“I haven’t avoided press because I’m afraid to comment on my experience on big brother, but more to protect myself and my mental health.”
Immediately after the conclusion of the third season of “Celebrity Big Brother,” the Final 3 were made available to press for interviews and comments about their experience inside the House. At least that was the plan.
Within moments of the confetti falling and MMA Champion Miesha Tate being declared the winner, her closest ally in the House, Todrick Hall, was suddenly unavailable for interviews due to a scheduling conflict.
Press was advised they would be contacted if that changed. It never did.
Now, two-and-a-half weeks after being excoriated on social media for the personal comments he made about his fellow Houseguests, mostly behind their backs but caught on the show’s Live Feeds, Hall has finally broken his silence.
He described his overall “Big Brother” experience as “the hardest month and 1/2 of my life.”
He went on to emphasize, “I haven’t avoided press because I’m afraid to comment on my experience on big brother, but more to protect myself and my mental health to make sure I could actually get my show on stage and fulfill my obligations to my fans and my PAID employees.”
The “PAID” emphasis is his, and a response to criticism dating back years that he has not always paid his dancers and performers, rather offering them exposure. Those criticisms were resurfaced while Hall was inside the House.
The “American Idol” alum was unaware of the social media reaction to his gameplay — and even from his fellow Houseguests — until the final vote when he got some very strong comments from them as they cast their votes against him.
By the time he stepped out of the House, he and Tate were met with a chilly reception from the entire Jury of evicted Houseguests, who didn’t even get out of their seats to congratulate the Final 2 until host Julie Chen effectively urged them to do so.
Rather than come right out and apologize for his behavior in his lengthy statement, which accompanied images promoting the kickoff of his latest tour in Seattle, Hall said, “I have no desire to prove myself to people who were never rooting for me to begin with.”
He then said that he does intend to comment more on his experiences inside the “Big Brother” House once his own show is off the ground. He did spend much of his time on the series fretting about his upcoming tour, lamenting that there was so much to do once he got out to finalize everything before the shows began.
He did own up to some of his behavior, and as a super-fan of the show said it was both “the most difficult thing” he’s ever done, but one he’s glad he did.

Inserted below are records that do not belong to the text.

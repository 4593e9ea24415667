//! Interpolation span scanning.
//!
//! Finds every `${ ... }` region in string literal content or a heredoc line.
//! Each attempt runs the boundary scanner from a candidate `${` and tracks the
//! nesting level of interpolation delimiters:
//!
//! - `${` opens a level (the outermost one records the span start);
//! - the `}` that closes the outermost level emits a span and the scan
//!   continues right after it;
//! - end of input with a level still open emits a span covering the rest of
//!   the text;
//! - any token seen with no level open abandons the attempt, and scanning
//!   resynchronizes one byte past that token's start.
//!
//! Restarting one byte further at level 0 only succeeds once the restart
//! position begins with `${`, so resynchronization jumps straight to the next
//! `${` occurrence instead of re-lexing every byte in between.

use hil_ir::Span;
use hil_lexer_core::{Boundary, RawScanner, SourceBuffer};
use memchr::memmem;

const INTERPOLATION_START: &[u8] = b"${";

/// Tuning knobs for [`InterpolationScanner`].
#[derive(Clone, Copy, Debug, Default, PartialEq, Eq)]
pub struct ScanConfig {
    /// Maximum number of restarts past text that does not begin an
    /// interpolation. `None` means unlimited.
    ///
    /// When the limit is reached the scan stops and returns the spans found
    /// so far.
    pub resync_limit: Option<u32>,
}

impl ScanConfig {
    /// Cap the number of resynchronizations.
    #[must_use]
    pub fn with_resync_limit(mut self, limit: u32) -> Self {
        self.resync_limit = Some(limit);
        self
    }
}

/// How a single scan attempt ended.
#[derive(Clone, Copy, Debug, PartialEq, Eq)]
enum Attempt {
    /// The outermost interpolation closed.
    Closed(Span),
    /// Input ended inside an interpolation.
    Unterminated(Span),
    /// Input ended with no interpolation open.
    Exhausted,
    /// A token at level 0 that cannot start an interpolation, at this offset.
    Resync(u32),
}

/// Locates `${ ... }` spans in literal text.
#[derive(Clone, Copy, Debug, Default)]
pub struct InterpolationScanner {
    config: ScanConfig,
}

impl InterpolationScanner {
    pub fn new(config: ScanConfig) -> Self {
        Self { config }
    }

    pub fn config(&self) -> ScanConfig {
        self.config
    }

    /// Find every interpolation span in `text`.
    ///
    /// Spans are sorted, non-overlapping and non-empty. Text without `${`
    /// yields no spans. Never fails: content that does not tokenize as an
    /// interpolation simply produces fewer spans.
    #[tracing::instrument(level = "trace", skip_all, fields(len = text.len()))]
    pub fn scan(&self, text: &str) -> Vec<Span> {
        let Some(first) = find_interpolation_start(text) else {
            return Vec::new();
        };

        let buf = SourceBuffer::new(text);
        let mut spans = Vec::new();
        let mut resyncs: u32 = 0;
        let mut skip = first;

        while skip < buf.len() {
            let resume = match attempt(&buf, skip) {
                Attempt::Closed(span) => {
                    spans.push(span);
                    span.end
                }
                Attempt::Unterminated(span) => {
                    spans.push(span);
                    break;
                }
                Attempt::Exhausted => break,
                Attempt::Resync(offset) => offset + 1,
            };

            let Some(next) = next_interpolation(text, resume) else {
                break;
            };
            if next > resume {
                resyncs += 1;
                if self.config.resync_limit.is_some_and(|limit| resyncs > limit) {
                    tracing::debug!(resyncs, offset = resume, "resync limit reached");
                    break;
                }
                tracing::trace!(from = resume, to = next, "resynchronizing");
            }
            skip = next;
        }

        spans
    }
}

/// Find every interpolation span in `text` with the default configuration.
pub fn interpolation_spans(text: &str) -> Vec<Span> {
    InterpolationScanner::default().scan(text)
}

/// Offset of the first `${` that is not directly preceded by `$`.
///
/// A match preceded by `$` is skipped and the search continues one byte after
/// that match. `$${foo}` therefore has no interpolation start, while the
/// second `${` in `$${a}${b}` is found.
#[allow(
    clippy::cast_possible_truncation,
    reason = "literal text is bounded by u32 offsets, like every Span"
)]
pub fn find_interpolation_start(text: &str) -> Option<u32> {
    let bytes = text.as_bytes();
    let finder = memmem::Finder::new(INTERPOLATION_START);
    let mut from = 0;
    loop {
        let index = from + finder.find(bytes.get(from..)?)?;
        if index > 0 && bytes[index - 1] == b'$' {
            from = index + 1;
        } else {
            return Some(index as u32);
        }
    }
}

/// Offset of the next `${` at or after `from`.
#[allow(
    clippy::cast_possible_truncation,
    reason = "literal text is bounded by u32 offsets, like every Span"
)]
fn next_interpolation(text: &str, from: u32) -> Option<u32> {
    let from = from as usize;
    let rest = text.as_bytes().get(from..)?;
    memmem::find(rest, INTERPOLATION_START).map(|index| (from + index) as u32)
}

/// Run the boundary scanner from `skip` until the attempt resolves.
fn attempt(buf: &SourceBuffer, skip: u32) -> Attempt {
    let mut scanner = RawScanner::new(buf.cursor_at(skip));
    let mut level: u32 = 0;
    let mut start = skip;

    loop {
        let token_start = scanner.pos();
        let token = scanner.next_token();
        let token_end = token_start + token.len;

        match token.tag.boundary() {
            Boundary::InterpolationStart => {
                if level == 0 {
                    start = token_start;
                }
                level += 1;
            }
            Boundary::InterpolationEnd => {
                if level == 0 {
                    // stray `}` in plain text
                    return Attempt::Resync(token_start);
                }
                level -= 1;
                if level == 0 {
                    return Attempt::Closed(Span::new(start, token_end));
                }
            }
            Boundary::Eof => {
                return if level > 0 {
                    Attempt::Unterminated(Span::new(start, token_end.min(buf.len())))
                } else {
                    Attempt::Exhausted
                };
            }
            Boundary::Other => {
                if level == 0 {
                    return Attempt::Resync(token_start);
                }
            }
        }
    }
}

Throughout his time on the show, he was overjoyed at getting to experience something he’d been watching for two decades.
As for his nasty comments about people, he said, “I’m not always nice, not always kind nor have I ever claimed to be. I’m very flawed, I’m a work in progress, but that’s the beauty of being human. I have made a ton of mistakes in my life and I will continue to make mistakes, some publicly and some privately.”
He then thanked those among his fans who have continued to support him as he’s made those mistakes, the ones who loved him “even when it wasn’t easy,” adding, “Your loyalty to me and my team has been incredible.”

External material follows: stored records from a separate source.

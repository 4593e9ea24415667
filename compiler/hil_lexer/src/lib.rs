//! Interpolation scanning and literal decoding for HCL string and heredoc text.
//!
//! Two independent engines live here:
//!
//! - [`interpolation_spans`] locates every `${ ... }` region in a piece of
//!   literal text, resynchronizing past text that is not an interpolation.
//! - [`decode`] / [`safe_decode`] turn raw literal text into its logical value
//!   together with a decoded-offset to source-offset table.
//!
//! On top of them, [`text_fragments`] splits a literal into plain runs,
//! escapes and interpolation islands, and the [`injection`] functions decide
//! where embedded languages go inside string and heredoc hosts.
//!
//! All offsets are UTF-8 byte offsets relative to the text passed in.

pub mod fragments;
pub mod injection;
pub mod interpolation;
pub mod unescape;

pub use fragments::{text_fragments, TextFragment};
pub use hil_ir::Span;
pub use injection::{
    heredoc_injections, heredoc_language, interpolation_places, EmbeddedLanguage, FileContext,
    HeredocInjection, LiteralHost,
};
pub use interpolation::{
    find_interpolation_start, interpolation_spans, InterpolationScanner, ScanConfig,
};
pub use unescape::{decode, safe_decode, DecodeError, DecodeOutcome, DecodedString};

use std::sync::Once;

static TRACING_INIT: Once = Once::new();

/// Initialize tracing for debug output.
///
/// Call this once at startup. Safe to call multiple times.
/// Enable with `RUST_LOG=hil_lexer=debug` or `RUST_LOG=hil_lexer=trace`.
pub fn init_tracing() {
    TRACING_INIT.call_once(|| {
        use tracing_subscriber::{fmt, prelude::*, EnvFilter};

        // Only initialize if RUST_LOG is set
        if std::env::var("RUST_LOG").is_ok() {
            let filter = EnvFilter::from_default_env();
            tracing_subscriber::registry()
                .with(fmt::layer().with_target(true).with_level(true))
                .with(filter)
                .init();
        }
    });
}
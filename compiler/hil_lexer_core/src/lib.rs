//! Standalone boundary scanner for HIL (`${ ... }`) expression text.
//!
//! This crate knows just enough of the interpolation language to tell where
//! an interpolation begins and ends: it tokenizes expression text into
//! [`RawToken`]s whose [`RawTag`] can be classified as an interpolation
//! start, an interpolation end, end of input, or anything else. Quoted
//! strings (including `${...}` nested inside them) and object braces are
//! consumed whole so they never close an interpolation early.
//!
//! Scanning is restartable: [`SourceBuffer::cursor_at`] positions a
//! [`Cursor`] at any byte offset, and a fresh [`RawScanner`] starts from
//! there. Callers that resynchronize after a failed attempt build one buffer
//! and restart as often as they need.

mod cursor;
mod raw_scanner;
mod source_buffer;
mod tag;

pub use cursor::Cursor;
pub use raw_scanner::{tokenize, RawScanner};
pub use source_buffer::SourceBuffer;
pub use tag::{Boundary, RawTag, RawToken};
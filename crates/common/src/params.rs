//! Crypto parameters shared bit-for-bit by every participant.
//!
//! All senders and viewers must agree on these values or no package will
//! authenticate. The salt is public — it only has to be fixed, not secret —
//! but changing it invalidates every previously derived key, so it lives
//! here and nowhere else.

/// Byte length of the derived AES-128 key (16 bytes = 128 bits).
pub const KEY_LEN: usize = 16;

/// Byte length of the PBKDF2 salt.
pub const SALT_LEN: usize = 16;

/// Byte length of an AES-GCM nonce (12 bytes = 96 bits).
pub const NONCE_LEN: usize = 12;

/// Byte length of the GCM authentication tag.
pub const TAG_LEN: usize = 16;

/// PBKDF2-HMAC-SHA256 iteration count.
///
/// Raising this linearly increases both brute-force cost for an attacker and
/// key-derivation latency at startup. One million iterations keeps startup
/// around a second on current hardware.
pub const KDF_ITERATIONS: u32 = 1_000_000;

/// The fixed public salt, as bytes.
pub const KEY_SALT: [u8; SALT_LEN] = [
    0xaa, 0xfe, 0x23, 0x45, 0x67, 0x89, 0xde, 0xad, 0xbe, 0xef, 0x12, 0x34, 0x56, 0x78, 0x90, 0xab,
];

/// The fixed public salt, as the hex string used in configuration.
pub const KEY_SALT_HEX: &str = "aafe23456789deadbeef1234567890ab";
//! Wire types exchanged between senders and viewers.
//!
//! These types are serialised as JSON. [`SealedPackage`] is the only thing a
//! sender ever transmits; the telemetry types describe the plaintext payload
//! that rides inside it. Field names are part of the wire contract and must
//! not change.

use base64::{engine::general_purpose::STANDARD, Engine as _};
use serde::{Deserialize, Serialize};

use crate::error::PackageError;
use crate::params::{NONCE_LEN, TAG_LEN};

// ---------------------------------------------------------------------------
// Sealed package
// ---------------------------------------------------------------------------

/// An encrypted telemetry message as it appears on the wire.
///
/// ```text
/// {
///   "ciphertext": "<base64>",
///   "nonce":      "<base64, decodes to exactly 12 bytes>",
///   "auth_tag":   "<base64, decodes to exactly 16 bytes>"
/// }
/// ```
///
/// All three parts use the standard padded base64 alphabet. The nonce and tag
/// are not secret; only the key is.
#[derive(Debug, Clone, PartialEq, Eq, Serialize, Deserialize)]
pub struct SealedPackage {
    /// Base64-encoded AES-GCM ciphertext (same length as the plaintext).
    pub ciphertext: String,
    /// Base64-encoded 12-byte nonce, freshly random per message.
    pub nonce: String,
    /// Base64-encoded 16-byte GCM authentication tag.
    pub auth_tag: String,
}

/// The raw byte parts of a package, after base64 decoding and length checks.
#[derive(Debug, Clone)]
pub struct DecodedParts {
    /// Raw ciphertext bytes.
    pub ciphertext: Vec<u8>,
    /// Raw nonce bytes.
    pub nonce: [u8; NONCE_LEN],
    /// Raw authentication tag bytes.
    pub auth_tag: [u8; TAG_LEN],
}

impl SealedPackage {
    /// Assemble a package from raw cipher output.
    ///
    /// Fixed-size nonce and tag parameters make it impossible to build a
    /// package with the wrong part lengths.
    pub fn from_parts(
        ciphertext: &[u8],
        nonce: &[u8; NONCE_LEN],
        auth_tag: &[u8; TAG_LEN],
    ) -> Self {
        Self {
            ciphertext: STANDARD.encode(ciphertext),
            nonce: STANDARD.encode(nonce),
            auth_tag: STANDARD.encode(auth_tag),
        }
    }

    /// Decode all three parts back to raw bytes, validating lengths.
    ///
    /// # Errors
    ///
    /// Returns [`PackageError`] if any field is not valid base64, or if the
    /// decoded nonce or tag has the wrong length. Ciphertext length is not
    /// constrained here; the tag check during decryption covers it.
    pub fn decode(&self) -> Result<DecodedParts, PackageError> {
        let ciphertext = STANDARD
            .decode(&self.ciphertext)
            .map_err(|_| PackageError::InvalidBase64("ciphertext"))?;

        let nonce_bytes = STANDARD
            .decode(&self.nonce)
            .map_err(|_| PackageError::InvalidBase64("nonce"))?;
        let nonce: [u8; NONCE_LEN] = nonce_bytes
            .as_slice()
            .try_into()
            .map_err(|_| PackageError::InvalidNonceLength(nonce_bytes.len()))?;

        let tag_bytes = STANDARD
            .decode(&self.auth_tag)
            .map_err(|_| PackageError::InvalidBase64("auth_tag"))?;
        let auth_tag: [u8; TAG_LEN] = tag_bytes
            .as_slice()
            .try_into()
            .map_err(|_| PackageError::InvalidTagLength(tag_bytes.len()))?;

        Ok(DecodedParts {
            ciphertext,
            nonce,
            auth_tag,
        })
    }
}

// ---------------------------------------------------------------------------
// Telemetry payload
// ---------------------------------------------------------------------------

/// Severity profile of a patient's vitals.
#[derive(Debug, Clone, Copy, PartialEq, Eq, Serialize, Deserialize)]
#[serde(rename_all = "lowercase")]
pub enum TriageMode {
    /// Vitals within normal ranges.
    Stable,
    /// Elevated vitals needing attention.
    Urgent,
    /// Vitals outside survivable-without-intervention ranges.
    Critical,
}

/// One vital-signs reading.
#[derive(Debug, Clone, PartialEq, Serialize, Deserialize)]
pub struct Vitals {
    /// Beats per minute.
    pub heart_rate: u32,
    /// Blood oxygen saturation, percent.
    #[serde(rename = "spO2")]
    pub sp_o2: u32,
    /// Body temperature, degrees Celsius.
    pub temperature: f64,
}

/// The plaintext telemetry record a sender seals once per interval.
#[derive(Debug, Clone, PartialEq, Serialize, Deserialize)]
pub struct TelemetryRecord {
    /// Identifier of the sending unit.
    pub ambulance_id: String,
    /// Patient display name.
    pub patient_name: String,
    /// Current vital signs.
    pub vitals: Vitals,
    /// Severity profile the vitals were generated under.
    pub mode: TriageMode,
    /// Unix timestamp, seconds (fractional).
    pub timestamp: f64,
}
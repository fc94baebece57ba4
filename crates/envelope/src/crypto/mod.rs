//! AES-128-GCM seal/open envelope for telemetry records.
//!
//! This module is intentionally free of configuration and transport
//! dependencies. It provides the two operations everything else is glue
//! around: serialize-and-encrypt on the sending side, and
//! authenticate-decrypt-deserialize on the receiving side.
//!
//! # Package format
//!
//! ```text
//! { "ciphertext": <b64>, "nonce": <b64, 12 bytes>, "auth_tag": <b64, 16 bytes> }
//! ```
//!
//! The nonce is drawn fresh from the OS CSPRNG on every seal. It must never
//! repeat under a given key — GCM nonce reuse breaks both confidentiality
//! and authentication.

pub mod cipher;

pub use cipher::{open, seal, OpenError, SealError};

While he didn’t go into specifics, nor did he offer apologies for any of his words or to any of his targets, Hall did promise, “I will address things in my own way and in my own time, until then thanks for the love, the kind words, the direct messages, it’s really meant so much to me.”
It’s clear that his primary focus right now is his tour. Of those who have commented publicly about Hall’s behavior since the show wrapped, none of his Houseguests have said they’ve heard from him. Hall has been just about as quiet following those post-show interviews.
Hall was raked under the coals for how personal his attacks were, bringing Chris Kirkpatrick’s son into an argument, disparaging Shanna Moakler for the way she dressed and even using a traumatic experience from her past in an attack against her.
Moakler had shared that she had once encountered a home intruder, and after manipulating the House into evicting her, Hall sent her out the door by repeating the message the home intruder said to her as she left.
It was in response to her saying she would convince the Jury to vote against her. She needn’t have bothered, as they all quickly got a sense of the type of game he was playing. But it wasn’t the aggressive and strategic gameplay that cost him the $500,000 prize, it was the personal attacks and the — as he put it — “not always nice”-ness of the whole thing.